(Exercise aim): Each entry is to be transcribed exactly, with nothing added or dropped.

___ Records for the task

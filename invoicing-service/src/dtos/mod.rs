//! Request and response bodies of the HTTP API.

pub mod auth;
pub mod clients;
pub mod invoices;
pub mod settings;
pub mod subscription;

use chrono::NaiveDate;
use rust_decimal::Decimal;
use serde::Serialize;
use validator::ValidationError;

/// `{"message": "..."}` acknowledgement.
#[derive(Debug, Serialize)]
pub struct MessageResponse {
    pub message: String,
}

impl MessageResponse {
    pub fn new(message: impl Into<String>) -> Self {
        Self {
            message: message.into(),
        }
    }
}

/// Empty, or a `YYYY-MM-DD` calendar date.
pub(crate) fn optional_date(value: &str) -> Result<(), ValidationError> {
    if value.is_empty() || NaiveDate::parse_from_str(value, "%Y-%m-%d").is_ok() {
        Ok(())
    } else {
        Err(ValidationError::new("date_format"))
    }
}

/// Largest amount an invoice column (`NUMERIC(14, 2)`) holds.
pub fn max_amount() -> Decimal {
    Decimal::new(99_999_999_999_999, 2)
}

/// Between zero and [`max_amount`], inclusive.
pub(crate) fn money_amount(value: &Decimal) -> Result<(), ValidationError> {
    if value.is_sign_negative() && !value.is_zero() {
        Err(ValidationError::new("negative_amount"))
    } else if *value > max_amount() {
        Err(ValidationError::new("amount_too_large"))
    } else {
        Ok(())
    }
}
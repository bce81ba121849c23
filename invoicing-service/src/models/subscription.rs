use chrono::{DateTime, Utc};
use serde::{Deserialize, Serialize};
use sqlx::FromRow;

/// Subscription status. Stored as text; no transition table is enforced.
#[derive(Debug, Clone, Copy, PartialEq, Eq, Serialize, Deserialize)]
#[serde(rename_all = "snake_case")]
pub enum SubscriptionStatus {
    Active,
    Trialing,
    PastDue,
    Canceled,
}

impl SubscriptionStatus {
    pub fn as_str(&self) -> &'static str {
        match self {
            SubscriptionStatus::Active => "active",
            SubscriptionStatus::Trialing => "trialing",
            SubscriptionStatus::PastDue => "past_due",
            SubscriptionStatus::Canceled => "canceled",
        }
    }

    pub fn from_string(s: &str) -> Self {
        match s {
            "trialing" => SubscriptionStatus::Trialing,
            "past_due" => SubscriptionStatus::PastDue,
            "canceled" => SubscriptionStatus::Canceled,
            _ => SubscriptionStatus::Active,
        }
    }
}

/// A user's current plan. At most one per user.
#[derive(Debug, Clone, Serialize, Deserialize, FromRow)]
pub struct Subscription {
    pub id: String,
    pub user_id: String,
    pub plan_id: String,
    pub status: String,
    pub current_period_end: DateTime<Utc>,
    pub trial_end: Option<DateTime<Utc>>,
    pub canceled_at: Option<DateTime<Utc>>,
    pub created_at: DateTime<Utc>,
    pub updated_at: DateTime<Utc>,
}

/// Insert-or-replace keyed by `user_id`; the id is kept on update.
#[derive(Debug, Clone)]
pub struct UpsertSubscription {
    pub user_id: String,
    pub plan_id: String,
    pub status: SubscriptionStatus,
    pub current_period_end: DateTime<Utc>,
    pub trial_end: Option<DateTime<Utc>>,
    pub canceled_at: Option<DateTime<Utc>>,
}

impl UpsertSubscription {
    /// Starter trial handed to every newly synced user.
    pub fn starter_trial(user_id: &str, trial_days: i64) -> Self {
        let trial_end = Utc::now() + chrono::Duration::days(trial_days);
        Self {
            user_id: user_id.to_string(),
            plan_id: "PLN-STARTER".to_string(),
            status: SubscriptionStatus::Trialing,
            current_period_end: trial_end,
            trial_end: Some(trial_end),
            canceled_at: None,
        }
    }

    pub fn from_existing(sub: &Subscription) -> Self {
        Self {
            user_id: sub.user_id.clone(),
            plan_id: sub.plan_id.clone(),
            status: SubscriptionStatus::from_string(&sub.status),
            current_period_end: sub.current_period_end,
            trial_end: sub.trial_end,
            canceled_at: sub.canceled_at,
        }
    }
}
use chrono::{DateTime, Utc};
use serde::{Deserialize, Serialize};
use sqlx::FromRow;

/// Append-only usage event.
#[derive(Debug, Clone, Serialize, Deserialize, FromRow)]
pub struct UsageLog {
    pub id: String,
    pub user_id: String,
    pub feature_type: String,
    pub count: i32,
    pub metadata: Option<serde_json::Value>,
    pub timestamp: DateTime<Utc>,
}

#[derive(Debug, Clone)]
pub struct CreateUsageLog {
    pub user_id: String,
    pub feature_type: String,
    pub count: i32,
    pub metadata: Option<serde_json::Value>,
}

______

(Exercise answer):
filename invoicing-service/src/dtos/mod.rs
//! Request and response bodies of the HTTP API.

pub mod auth;
pub mod clients;
pub mod invoices;
pub mod settings;
pub mod subscription;

use chrono::NaiveDate;
use rust_decimal::Decimal;
use serde::Serialize;
use validator::ValidationError;

/// `{"message": "..."}` acknowledgement.
#[derive(Debug, Serialize)]
pub struct MessageResponse {
    pub message: String,
}

impl MessageResponse {
    pub fn new(message: impl Into<String>) -> Self {
        Self {
            message: message.into(),
        }
    }
}

/// Empty, or a `YYYY-MM-DD` calendar date.
pub(crate) fn optional_date(value: &str) -> Result<(), ValidationError> {
    if value.is_empty() || NaiveDate::parse_from_str(value, "%Y-%m-%d").is_ok() {
        Ok(())
    } else {
        Err(ValidationError::new("date_format"))
    }
}

/// Largest amount an invoice column (`NUMERIC(14, 2)`) holds.
pub fn max_amount() -> Decimal {
    Decimal::new(99_999_999_999_999, 2)
}

/// Between zero and [`max_amount`], inclusive.
pub(crate) fn money_amount(value: &Decimal) -> Result<(), ValidationError> {
    if value.is_sign_negative() && !value.is_zero() {
        Err(ValidationError::new("negative_amount"))
    } else if *value > max_amount() {
        Err(ValidationError::new("amount_too_large"))
    } else {
        Ok(())
    }
}
repository bce81ba121849c23
filename invoicing-service/src/models/subscription.rs
use chrono::{DateTime, Utc};
use serde::{Deserialize, Serialize};
use sqlx::FromRow;

/// Subscription status. Stored as text; no transition table is enforced.
#[derive(Debug, Clone, Copy, PartialEq, Eq, Serialize, Deserialize)]
#[serde(rename_all = "snake_case")]
pub enum SubscriptionStatus {
    Active,
    Trialing,
    PastDue,
    Canceled,
}

impl SubscriptionStatus {
    pub fn as_str(&self) -> &'static str {
        match self {
            SubscriptionStatus::Active => "active",
            SubscriptionStatus::Trialing => "trialing",
            SubscriptionStatus::PastDue => "past_due",
            SubscriptionStatus::Canceled => "canceled",
        }
    }

    pub fn from_string(s: &str) -> Self {
        match s {
            "trialing" => SubscriptionStatus::Trialing,
            "past_due" => SubscriptionStatus::PastDue,
            "canceled" => SubscriptionStatus::Canceled,
            _ => SubscriptionStatus::Active,
        }
    }
}

/// A user's current plan. At most one per user.
#[derive(Debug, Clone, Serialize, Deserialize, FromRow)]
pub struct Subscription {
    pub id: String,
    pub user_id: String,
    pub plan_id: String,
    pub status: String,
    pub current_period_end: DateTime<Utc>,
    pub trial_end: Option<DateTime<Utc>>,
    pub canceled_at: Option<DateTime<Utc>>,
    pub created_at: DateTime<Utc>,
    pub updated_at: DateTime<Utc>,
}

/// Insert-or-replace keyed by `user_id`; the id is kept on update.
#[derive(Debug, Clone)]
pub struct UpsertSubscription {
    pub user_id: String,
    pub plan_id: String,
    pub status: SubscriptionStatus,
    pub current_period_end: DateTime<Utc>,
    pub trial_end: Option<DateTime<Utc>>,
    pub canceled_at: Option<DateTime<Utc>>,
}

impl UpsertSubscription {
    /// Starter trial handed to every newly synced user.
    pub fn starter_trial(user_id: &str, trial_days: i64) -> Self {
        let trial_end = Utc::now() + chrono::Duration::days(trial_days);
        Self {
            user_id: user_id.to_string(),
            plan_id: "PLN-STARTER".to_string(),
            status: SubscriptionStatus::Trialing,
            current_period_end: trial_end,
            trial_end: Some(trial_end),
            canceled_at: None,
        }
    }

    pub fn from_existing(sub: &Subscription) -> Self {
        Self {
            user_id: sub.user_id.clone(),
            plan_id: sub.plan_id.clone(),
            status: SubscriptionStatus::from_string(&sub.status),
            current_period_end: sub.current_period_end,
            trial_end: sub.trial_end,
            canceled_at: sub.canceled_at,
        }
    }
}
use chrono::{DateTime, Utc};
use serde::{Deserialize, Serialize};
use sqlx::FromRow;

/// Append-only usage event.
#[derive(Debug, Clone, Serialize, Deserialize, FromRow)]
pub struct UsageLog {
    pub id: String,
    pub user_id: String,
    pub feature_type: String,
    pub count: i32,
    pub metadata: Option<serde_json::Value>,
    pub timestamp: DateTime<Utc>,
}

#[derive(Debug, Clone)]
pub struct CreateUsageLog {
    pub user_id: String,
    pub feature_type: String,
    pub count: i32,
    pub metadata: Option<serde_json::Value>,
}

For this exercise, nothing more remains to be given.